Glassnode Doubts Staked ETH Sell-Off

With the Shapella upgrade just around the corner, less than 1% of staked Ether is about to hit the market, the blockchain analytics firm estimates.

Ethereum coin levitating above stacks of coins, art generated by Midjourney

Shanghai-Capella hard fork, also known as Shapella, is scheduled to go live on April 12 at epoch 194,048 around 22:27 UTC. The highly anticipated upgrade, the first of such a kind since September’s Merge, is set to enable validators to withdraw staked Ether and earned rewards, increasing its circulating supply and leading to a drop in prices.

However, experts differ on the exact amount of staked ETH that will be withdrawn and sold immediately after the Shapella upgrade. According to Glassnode, the hard fork is unlikely to create significant sell-side pressure for Ether.

“Even in the extreme case where the maximum amount of rewards and stake are withdrawn and sold, the sell-side volume still falls within the range of the average weekly exchange inflow volume. Therefore, we conclude that even the most extreme case will have an acceptable impact on the price of ETH,” analysts estimate.

Read also: JustLend DAO Adds Staked TRX, Energy Rental Features

Data shared by Glassnode found that only 253 depositors are currently waiting to exit their stake. Out of this group, the majority are either solo-stakers or stakers from the early days of Beacon Chain, so their withdrawals are most likely due to changes in their technical setup and not exiting their position, analysts conclude.

And even if all these depositors really wanted to exit, Ethereum has mechanisms in place to limit the amount of Ether that can be withdrawn from the pool at once, Glassnode pointed out.

Read also: Shanghai upgrade to allow ETH withdrawals could launch in March 2023

Before Shapella, staking ETH was a one-way street, as validators could deposit their Ether to Beacon chain but were unable to exit. Today’s upgrade will activate two types of withdrawals — full and partial. A full withdrawal enables a validator to exit staking completely and withdraw their full ETH balance, including 32 ETH needed to set up a validator node and all accumulated rewards. In turn, partial withdrawals, as one could guess, would allow validators to only transfer the rewards above the initial 32 ETH.

According to Ethereum.org, a maximum of 16 partial withdrawals can be processed in a single block, which amounts to 115,200 such transactions per day. At the same time, the number of full exits is limited to 1,800 a day (under the current churn limit of 8 per epoch), since validators need to be voted in by other active validators to enter the exit queue, and such voting occurs every 4 hours. However, the number of validators that are accepted to the queue every epoch depends on how many validators are staying active, so the real numbers are likely to be lower.
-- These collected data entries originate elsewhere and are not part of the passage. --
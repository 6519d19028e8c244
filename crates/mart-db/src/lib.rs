//! # mart-db: Data Access Layer for the Mart Storefront
//!
//! This crate provides catalog and cart data access for the Mart
//! storefront demo. It uses SQLite with sqlx for async operations; the
//! document-flavored parts of the model (item reviews, the cart's entry
//! list) live in JSON columns so each mutation stays a single atomic
//! statement.
//!
//! ## Architecture Position
//! ```text
//! ┌─────────────────────────────────────────────────────────────────────┐
//! │                         Mart Data Flow                              │
//! │                                                                     │
//! │  Request handler ("add item 42 to u1's cart")                       │
//! │       │                                                             │
//! │       ▼                                                             │
//! │  ┌─────────────────────────────────────────────────────────────┐   │
//! │  │                    mart-db (THIS CRATE)                     │   │
//! │  │                                                             │   │
//! │  │   ┌────────────┐   ┌────────────────┐   ┌──────────────┐   │   │
//! │  │   │  Database  │   │  Repositories  │   │  Migrations  │   │   │
//! │  │   │ (pool.rs)  │◄──│ ItemRepository │   │  (embedded)  │   │   │
//! │  │   │ SqlitePool │   │ CartRepository │   │ 001_init.sql │   │   │
//! │  │   └────────────┘   └────────────────┘   │ 002_fts.sql  │   │   │
//! │  │                                         └──────────────┘   │   │
//! │  └─────────────────────────────────────────────────────────────┘   │
//! │       │                                                             │
//! │       ▼                                                             │
//! │                       SQLite database file                          │
//! └─────────────────────────────────────────────────────────────────────┘
//! ```
//!
//! ## Module Organization
//!
//! - [`pool`] - Connection pool creation and the `Database` handle
//! - [`migrations`] - Embedded database migrations
//! - [`error`] - Error types and taxonomy
//! - [`repository`] - Catalog and cart repositories
//!
//! ## Usage
//!
//! ```rust,ignore
//! use mart_db::{Database, DbConfig};
//!
//! let db = Database::new(DbConfig::new("path/to/mart.db")).await?;
//!
//! let categories = db.items().get_categories().await?;
//! let cart = db.carts().get_cart("u1").await?;
//! ```

// =============================================================================
// Module Declarations
// =============================================================================

pub mod error;
pub mod migrations;
pub mod pool;
pub mod repository;

// =============================================================================
// Re-exports
// =============================================================================

pub use error::{DbError, DbResult};
pub use pool::{Database, DbConfig};

// Repository re-exports for convenience
pub use repository::cart::CartRepository;
pub use repository::catalog::ItemRepository;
Glassnode estimates that between 76k ETH ($141m) and up to a likely maximum of 162k ETH ($300m) will flow to the market from partial withdrawals and 57.6k ETH ($100m) from full withdrawals. Just to put these numbers into perspective, ETH recorded nearly $2 billion in daily trading volume at the time of writing.
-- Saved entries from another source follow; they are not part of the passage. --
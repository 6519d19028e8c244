//! # Data Layer Error Types
//!
//! Error types for store operations.
//!
//! ## Error Taxonomy
//! ```text
//! ┌─────────────────────────────────────────────────────────────────────┐
//! │                      Failure Categories                             │
//! │                                                                     │
//! │  Storage failure   → DbError (fatal to the operation, surfaced,     │
//! │                      never retried here)                            │
//! │  Expected absence  → Option::None (missing item/cart/entry is a     │
//! │                      value, not an error)                           │
//! │  Malformed result  → DbError::MalformedDocument (a stored JSON      │
//! │                      blob fails to parse; fail-closed, never        │
//! │                      defaulted to empty)                            │
//! │                                                                     │
//! └─────────────────────────────────────────────────────────────────────┘
//! ```
//!
//! The request layer above decides user-facing behavior (404 vs 500); this
//! layer only categorizes.

use thiserror::Error;

/// Store operation errors.
///
/// These errors wrap sqlx and serde_json errors and provide additional
/// context and categorization.
#[derive(Debug, Error)]
pub enum DbError {
    /// A row that the operation requires does not exist.
    ///
    /// Used where absence is a *failure* of the operation (appending a
    /// review to a missing item), not where absence is an expected value
    /// (lookups return `Option` instead).
    #[error("{entity} not found: {id}")]
    NotFound { entity: String, id: String },

    /// Unique constraint violation (loading a duplicate item id).
    #[error("Duplicate {field}: '{value}' already exists")]
    UniqueViolation { field: String, value: String },

    /// Database connection failed.
    #[error("Connection failed: {0}")]
    ConnectionFailed(String),

    /// Migration failed.
    #[error("Migration failed: {0}")]
    MigrationFailed(String),

    /// Query execution failed.
    #[error("Query failed: {0}")]
    QueryFailed(String),

    /// A stored document column did not deserialize to its expected shape.
    ///
    /// Treated as a storage failure: the caller never sees a silently
    /// defaulted document.
    #[error("Malformed {entity} document: {source}")]
    MalformedDocument {
        entity: &'static str,
        #[source]
        source: serde_json::Error,
    },

    /// Pool exhausted (all connections in use).
    #[error("Connection pool exhausted")]
    PoolExhausted,

    /// Internal database error.
    #[error("Internal database error: {0}")]
    Internal(String),
}

impl DbError {
    /// Creates a NotFound error for a given entity type and ID.
    pub fn not_found(entity: impl Into<String>, id: impl ToString) -> Self {
        DbError::NotFound {
            entity: entity.into(),
            id: id.to_string(),
        }
    }

    /// Creates a MalformedDocument error for a named document kind.
    pub fn malformed(entity: &'static str, source: serde_json::Error) -> Self {
        DbError::MalformedDocument { entity, source }
    }
}

/// Convert sqlx errors to DbError.
///
/// ## Error Mapping
/// ```text
/// sqlx::Error::RowNotFound    → DbError::NotFound
/// sqlx::Error::Database       → Analyze message for constraint type
/// sqlx::Error::PoolTimedOut   → DbError::PoolExhausted
/// Other                       → DbError::Internal
/// ```
impl From<sqlx::Error> for DbError {
    fn from(err: sqlx::Error) -> Self {
        match err {
            sqlx::Error::RowNotFound => DbError::NotFound {
                entity: "Record".to_string(),
                id: "unknown".to_string(),
            },

            sqlx::Error::Database(db_err) => {
                let msg = db_err.message();

                // SQLite reports constraint violations only through the
                // message text: "UNIQUE constraint failed: <table>.<column>"
                if msg.contains("UNIQUE constraint failed") {
                    let field = msg
                        .split("UNIQUE constraint failed: ")
                        .nth(1)
                        .unwrap_or("unknown")
                        .to_string();
                    DbError::UniqueViolation {
                        field,
                        value: "unknown".to_string(),
                    }
                } else {
                    DbError::QueryFailed(msg.to_string())
                }
            }

            sqlx::Error::PoolTimedOut => DbError::PoolExhausted,

            sqlx::Error::PoolClosed => DbError::ConnectionFailed("Pool is closed".to_string()),

            _ => DbError::Internal(err.to_string()),
        }
    }
}

impl From<sqlx::migrate::MigrateError> for DbError {
    fn from(err: sqlx::migrate::MigrateError) -> Self {
        DbError::MigrationFailed(err.to_string())
    }
}

/// Result type for store operations.
pub type DbResult<T> = Result<T, DbError>;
According to JPMorgan, the Shapella upgrade will likely raise Ethereum’s staking ratio in the medium term, which would greatly reduce ETH circulating supply, pushing the price upwards.

“Assuming the staking ratio converges over time to the 60% average of other major PoS networks, the validator number could increase from 0.5 million to 2.2 million and the yield would fall from 7.4% current to around 5%,” analysts led by Nikolaos Panigirtzoglou wrote in a February report quoted by CoinDesk.